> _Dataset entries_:
◇ ◇ ◇ ◇

//! Destroyed-ship event log

use crate::error::{ServiceError, ServiceResult};
use crate::model::DestroyedShipEvent;
use crate::validation::ShipDestruction;
use game_store::{Collection, DocumentId, Stored};
use std::sync::Arc;

/// Append-only log of destroyed ships, keyed by owner address
#[derive(Clone)]
pub struct DestroyedShipLog {
    events: Arc<dyn Collection<DestroyedShipEvent>>,
}

impl DestroyedShipLog {
    pub fn new(events: Arc<dyn Collection<DestroyedShipEvent>>) -> Self {
        Self { events }
    }

    /// Append one event; repeated calls append repeated events
    pub fn record(&self, destruction: ShipDestruction) -> ServiceResult<DocumentId> {
        let event = DestroyedShipEvent {
            address: destruction.address,
            ship_id: destruction.ship_id,
        };
        let address = event.address.clone();
        let ship_id = event.ship_id;

        match self.events.insert(event) {
            Ok(id) => {
                tracing::info!("Ship {} of {} destroyed", ship_id, address);
                Ok(id)
            }
            Err(e) => {
                tracing::error!("Failed to record destroyed ship {} of {}: {}", ship_id, address, e);
                Err(ServiceError::Internal(e.to_string()))
            }
        }
    }

    /// Every event for `address`, in the order they were recorded
    pub fn list(&self, address: &str) -> ServiceResult<Vec<Stored<DestroyedShipEvent>>> {
        self.events
            .find(&|e: &DestroyedShipEvent| e.address == address)
            .map_err(|e| ServiceError::Internal(e.to_string()))
    }
}
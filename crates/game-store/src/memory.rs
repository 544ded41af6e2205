//! In-memory document collection using DashMap for concurrent access

use crate::collection::{Collection, StoreError, StoreResult, Upsert};
use crate::document::{DocumentId, Stored};
use dashmap::DashMap;
use parking_lot::Mutex;
use std::sync::atomic::{AtomicU64, Ordering};
use std::sync::Arc;

/// Thread-safe in-memory collection
///
/// Reads go straight to the DashMap; conditional upserts are serialized by a
/// write gate. Nothing survives a restart.
#[derive(Clone)]
pub struct MemoryCollection<D> {
    name: String,
    /// Documents by id
    documents: Arc<DashMap<DocumentId, D>>,
    /// Next id to hand out
    next_id: Arc<AtomicU64>,
    /// Held for the whole lookup-then-write of `upsert_where`
    write_gate: Arc<Mutex<()>>,
}

impl<D> MemoryCollection<D>
where
    D: Clone + Send + Sync + 'static,
{
    /// Create a new empty collection
    pub fn new(name: impl Into<String>) -> Self {
        Self {
            name: name.into(),
            documents: Arc::new(DashMap::new()),
            next_id: Arc::new(AtomicU64::new(1)),
            write_gate: Arc::new(Mutex::new(())),
        }
    }

    fn allocate_id(&self) -> DocumentId {
        DocumentId::new(self.next_id.fetch_add(1, Ordering::SeqCst))
    }

    fn insert_unguarded(&self, doc: D) -> DocumentId {
        let id = self.allocate_id();
        self.documents.insert(id, doc);
        id
    }

    /// Remove every document (for testing)
    pub fn clear(&self) {
        self.documents.clear();
    }
}

impl<D> Collection<D> for MemoryCollection<D>
where
    D: Clone + Send + Sync + 'static,
{
    fn name(&self) -> &str {
        &self.name
    }

    fn insert(&self, doc: D) -> StoreResult<DocumentId> {
        Ok(self.insert_unguarded(doc))
    }

    fn find(&self, filter: &dyn Fn(&D) -> bool) -> StoreResult<Vec<Stored<D>>> {
        let mut docs: Vec<Stored<D>> = self
            .documents
            .iter()
            .filter(|r| filter(r.value()))
            .map(|r| Stored::new(*r.key(), r.value().clone()))
            .collect();
        // DashMap iteration order is arbitrary; ids are insertion order
        docs.sort_by_key(|d| d.id);
        Ok(docs)
    }

    fn update_by_id(&self, id: DocumentId, doc: D) -> StoreResult<()> {
        match self.documents.get_mut(&id) {
            Some(mut slot) => {
                *slot = doc;
                Ok(())
            }
            None => Err(StoreError::DocumentNotFound {
                collection: self.name.clone(),
                id,
            }),
        }
    }

    fn upsert_where(
        &self,
        filter: &dyn Fn(&D) -> bool,
        candidate: D,
        replace: &dyn Fn(&D) -> Option<D>,
    ) -> StoreResult<Upsert<D>> {
        let _gate = self.write_gate.lock();

        match self.find_one(filter)? {
            None => Ok(Upsert::Inserted(self.insert_unguarded(candidate))),
            Some(existing) => match replace(&existing.doc) {
                Some(updated) => {
                    self.update_by_id(existing.id, updated)?;
                    Ok(Upsert::Updated { previous: existing })
                }
                None => Ok(Upsert::Unchanged { existing }),
            },
        }
    }

    fn len(&self) -> StoreResult<usize> {
        Ok(self.documents.len())
    }
}
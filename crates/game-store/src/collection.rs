//! Collection trait shared by the in-memory and sled adapters

use crate::document::{DocumentId, Stored};
use std::cmp::Ordering;
use std::fmt;

/// Which kind of write was in flight when a store operation failed
#[derive(Clone, Copy, Debug, PartialEq, Eq)]
pub enum WriteOp {
    Insert,
    Update,
}

impl fmt::Display for WriteOp {
    fn fmt(&self, f: &mut fmt::Formatter<'_>) -> fmt::Result {
        match self {
            WriteOp::Insert => f.write_str("insert"),
            WriteOp::Update => f.write_str("update"),
        }
    }
}

#[derive(Debug, thiserror::Error)]
pub enum StoreError {
    #[error("{op} failed on collection {collection}: {reason}")]
    Write {
        op: WriteOp,
        collection: String,
        reason: String,
    },
    #[error("read failed on collection {collection}: {reason}")]
    Read { collection: String, reason: String },
    #[error("document {id} not found in collection {collection}")]
    DocumentNotFound { collection: String, id: DocumentId },
}

impl StoreError {
    /// The write that failed, if this is a write failure
    pub fn write_op(&self) -> Option<WriteOp> {
        match self {
            StoreError::Write { op, .. } => Some(*op),
            StoreError::DocumentNotFound { .. } => Some(WriteOp::Update),
            StoreError::Read { .. } => None,
        }
    }
}

pub type StoreResult<T> = Result<T, StoreError>;

/// Result of a conditional upsert
#[derive(Clone, Debug, PartialEq)]
pub enum Upsert<D> {
    /// No document matched; the candidate was inserted
    Inserted(DocumentId),
    /// A document matched and was replaced; holds the previous version
    Updated { previous: Stored<D> },
    /// A document matched and was left as is
    Unchanged { existing: Stored<D> },
}

/// A collection of documents of type `D`
///
/// Reads return documents in store-native order, which for every adapter in
/// this crate is insertion order.
pub trait Collection<D>: Send + Sync {
    /// Collection name (for logging and errors)
    fn name(&self) -> &str;

    /// Insert a document, returning its new id
    fn insert(&self, doc: D) -> StoreResult<DocumentId>;

    /// All documents matching `filter`
    fn find(&self, filter: &dyn Fn(&D) -> bool) -> StoreResult<Vec<Stored<D>>>;

    /// First document matching `filter`
    fn find_one(&self, filter: &dyn Fn(&D) -> bool) -> StoreResult<Option<Stored<D>>> {
        Ok(self.find(filter)?.into_iter().next())
    }

    /// Matching documents ordered by `compare`
    ///
    /// The sort is stable, so documents that compare equal keep store order.
    fn find_sorted(
        &self,
        filter: &dyn Fn(&D) -> bool,
        compare: &dyn Fn(&D, &D) -> Ordering,
    ) -> StoreResult<Vec<Stored<D>>> {
        let mut docs = self.find(filter)?;
        docs.sort_by(|a, b| compare(&a.doc, &b.doc));
        Ok(docs)
    }

    /// Replace the document stored under `id`
    fn update_by_id(&self, id: DocumentId, doc: D) -> StoreResult<()>;

    /// Atomically look up the first document matching `filter` and either
    /// insert `candidate` (no match), replace the match with what `replace`
    /// returns, or leave it when `replace` returns `None`.
    ///
    /// Conditional upserts on one collection never interleave.
    fn upsert_where(
        &self,
        filter: &dyn Fn(&D) -> bool,
        candidate: D,
        replace: &dyn Fn(&D) -> Option<D>,
    ) -> StoreResult<Upsert<D>>;

    /// Number of stored documents
    fn len(&self) -> StoreResult<usize>;

    fn is_empty(&self) -> StoreResult<bool> {
        Ok(self.len()? == 0)
    }
}
//! Document identity and the stored-document envelope

use serde::{Serialize, Serializer};
use std::fmt;
use std::str::FromStr;

/// Store-assigned document identifier
///
/// Ids are handed out in increasing order by every collection, so ordering by
/// id is insertion order. On the wire the id is always a string.
#[derive(Clone, Copy, Debug, PartialEq, Eq, PartialOrd, Ord, Hash)]
pub struct DocumentId(u64);

impl DocumentId {
    pub fn new(raw: u64) -> Self {
        Self(raw)
    }

    pub fn as_u64(&self) -> u64 {
        self.0
    }

    /// Big-endian key bytes, so sled iterates in id order
    pub fn to_key(&self) -> [u8; 8] {
        self.0.to_be_bytes()
    }

    pub fn from_key(key: &[u8]) -> Option<Self> {
        let arr: [u8; 8] = key.try_into().ok()?;
        Some(Self(u64::from_be_bytes(arr)))
    }
}

impl fmt::Display for DocumentId {
    fn fmt(&self, f: &mut fmt::Formatter<'_>) -> fmt::Result {
        write!(f, "{:016x}", self.0)
    }
}

impl FromStr for DocumentId {
    type Err = std::num::ParseIntError;

    fn from_str(s: &str) -> Result<Self, Self::Err> {
        u64::from_str_radix(s, 16).map(Self)
    }
}

impl Serialize for DocumentId {
    fn serialize<S: Serializer>(&self, serializer: S) -> Result<S::Ok, S::Error> {
        serializer.collect_str(self)
    }
}

/// A document together with its id
///
/// Serializes as the document's own fields plus `_id`.
#[derive(Clone, Debug, PartialEq, Serialize)]
pub struct Stored<D> {
    #[serde(rename = "_id")]
    pub id: DocumentId,
    #[serde(flatten)]
    pub doc: D,
}

impl<D> Stored<D> {
    pub fn new(id: DocumentId, doc: D) -> Self {
        Self { id, doc }
    }
}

◇ ◇ ◇ ◇

> _DIRECTIONS FOR THIS TASK_:
Lines from the entries that contain the word "crates" are what the answer must hold.

> _RESULT_:
filename crates/game-store/src/memory.rs
filename crates/game-store/src/collection.rs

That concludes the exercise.